The Hong Kong International Convention for the Safe and Environmentally Sound Recycling of Ships (HKC), which was adopted in 2009, will come into effect on 26 June 2025. After being ratified by Bangladesh and Liberia, the HKC is set to make a substantial worldwide impact on ship recycling methods, more than a decade after its initial adoption.

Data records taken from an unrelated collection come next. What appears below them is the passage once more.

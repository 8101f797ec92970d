//! Share-message templating into WhatsApp deep links.

use crate::progress::{TrackedItem, TrackerMode};
use crate::schedule::{arabic_weekday, format_date, PageRange};
use chrono::{Datelike, NaiveDateTime, Timelike};

const WHATSAPP_SEND_URL: &str = "https://api.whatsapp.com/send";
const DEFAULT_SHARE_TITLE: &str = "القرآن الكريم";

/// Message announcing a page range, with the reader deep link
pub fn pages_share_message(title: &str, range: &PageRange) -> String {
    let title = if title.trim().is_empty() {
        DEFAULT_SHARE_TITLE
    } else {
        title
    };
    if range.start == range.end {
        format!("{title} | الصفحة {} | الرابط: {}", range.label, range.link)
    } else {
        format!("{title} | الصفحات {} | الرابط: {}", range.label, range.link)
    }
}

/// Completion announcement for the most recently completed item, with
/// the remaining-unit count. `None` until something is completed.
pub fn progress_share_message(
    mode: TrackerMode,
    items: &[TrackedItem],
    now: NaiveDateTime,
) -> Option<String> {
    let last = items.iter().filter(|i| i.completed).next_back()?;
    let completed = items.iter().filter(|i| i.completed).count();
    let remaining = mode.unit_count() as usize - completed;

    let day = arabic_weekday(now.date().weekday());
    let date = format_date(now.date());
    let time = format!("{:02}:{:02}:{:02}", now.hour(), now.minute(), now.second());

    Some(format!(
        "تم بحمد الله وتوفيقه إكمال {label} رقم {number}.\n\
         آخر قراءة وحفظ كان {label} رقم {number} في يوم {day}، بتاريخ {date}، والساعة {time}.\n\
         {plural} المتبقية: {remaining}.",
        label = mode.label(),
        number = last.number,
        plural = mode.plural_label(),
    ))
}

/// Deep link opening WhatsApp with the message prefilled
pub fn whatsapp_url(message: &str) -> String {
    format!("{WHATSAPP_SEND_URL}?text={}", percent_encode(message))
}

/// Percent-encode a query value, keeping RFC 3986 unreserved characters
fn percent_encode(input: &str) -> String {
    let mut out = String::with_capacity(input.len() * 3);
    for byte in input.bytes() {
        match byte {
            b'A'..=b'Z' | b'a'..=b'z' | b'0'..=b'9' | b'-' | b'_' | b'.' | b'~' => {
                out.push(byte as char);
            }
            _ => out.push_str(&format!("%{byte:02X}")),
        }
    }
    out
}

#[cfg(test)]
mod tests {
    use super::*;
    use crate::schedule::page_ranges;
    use chrono::NaiveDate;

    fn item(number: u32, completed: bool) -> TrackedItem {
        TrackedItem {
            number,
            day: "الأحد".to_string(),
            completed,
            completed_at: None,
            note: None,
            color: "#1e1e2f".to_string(),
            hidden: false,
            audio_notes: Vec::new(),
        }
    }

    #[test]
    fn pages_message_uses_plural_wording_for_ranges() {
        let ranges = page_ranges(3).unwrap();
        let message = pages_share_message("ختمة الفجر", &ranges[0]);
        assert_eq!(
            message,
            "ختمة الفجر | الصفحات من 1 إلى 3 | الرابط: https://read-quran.github.io/quran/3-Pages/3-1"
        );
    }

    #[test]
    fn pages_message_defaults_the_title_and_singularizes() {
        let ranges = page_ranges(1).unwrap();
        let message = pages_share_message("  ", &ranges[0]);
        assert_eq!(
            message,
            "القرآن الكريم | الصفحة 1 | الرابط: https://read-quran.github.io/quran/1-Pages/1"
        );
    }

    #[test]
    fn progress_message_reports_last_completed_and_remaining() {
        let items = vec![item(1, true), item(2, true), item(3, false)];
        let now = NaiveDate::from_ymd_opt(2026, 8, 30)
            .unwrap()
            .and_hms_opt(21, 15, 5)
            .unwrap();

        let message = progress_share_message(TrackerMode::Juz, &items, now).unwrap();
        assert!(message.contains("إكمال الجزء رقم 2"));
        assert!(message.contains("في يوم الأحد"));
        assert!(message.contains("بتاريخ الأحد، 30 أغسطس 2026"));
        assert!(message.contains("والساعة 21:15:05"));
        assert!(message.contains("الأجزاء المتبقية: 28."));
    }

    #[test]
    fn progress_message_is_absent_until_something_is_completed() {
        let items = vec![item(1, false)];
        let now = NaiveDate::from_ymd_opt(2026, 8, 30)
            .unwrap()
            .and_hms_opt(0, 0, 0)
            .unwrap();
        assert!(progress_share_message(TrackerMode::Hizb, &items, now).is_none());
    }

    #[test]
    fn whatsapp_url_percent_encodes_the_message() {
        let url = whatsapp_url("صفحة 1 & more");
        assert!(url.starts_with("https://api.whatsapp.com/send?text="));
        assert!(!url.contains(' '));
        assert!(!url.contains('&'));
        assert!(url.contains("%20"));
        assert!(url.contains("%26"));
        // unreserved characters pass through
        assert!(url.contains("more"));
        assert!(url.contains('1'));
    }
}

Background to the Hong Kong Convention

The International Maritime Organization (IMO) recognized the urgent need for a globally applicable instrument for ship recycling due to the critical state of ship recycling facilities. In response, the IMO developed the Hong Kong International Convention for the Safe and Environmentally Sound Recycling of Ships (HKC), adopted in 2009. However, the lengthy process of ratification led the European Union (EU) to take action and implement the EU Ship Recycling Regulation (EU SRR) in 2013. The EU SRR incorporates the HKC requirements along with additional ones and has been fully applicable since December 2020. Although the EU SRR operates regionally, it has helped the industry prepare for compliance with the HKC standards. Finally, after more than a decade, the HKC is set to enter into force on 26 June 2025, following ratification by Bangladesh and Liberia.

Key requirements

The key requirements can be summarized in two main points: 

  • Each ship of 500 GT and above shall have a certified Inventory of Hazardous Materials (IHM) 
  • Ship Recycling Facilities (SRF) shall be authorized by their competent authorities and shall only accept ships that comply with the HKC requirements

Impact on newbuilds and ships in service

All ships weighing 500 gross tons or more are required to have a certified Inventory of Hazardous Materials (IHM) on board. The EU Ship Recycling Regulation (EU SRR) has already prompted most shipyards to offer IHM preparation for new builds, reducing the potential impact of the HKC. By 26 June 2030 or before undergoing recycling, ships currently in service must comply with this requirement. Out of the approximately 53,000 vessels within the HKC scope, it is estimated that around 30,000 already possess an IHM Certificate or Statement of Compliance due to the EU SRR. However, roughly 23,000 vessels will still need to obtain a certified IHM in the coming years. The enforcement of IHM maintenance will become more crucial with the HKC’s implementation, as Port State Control inspections are anticipated to prioritize IHM assessments globally.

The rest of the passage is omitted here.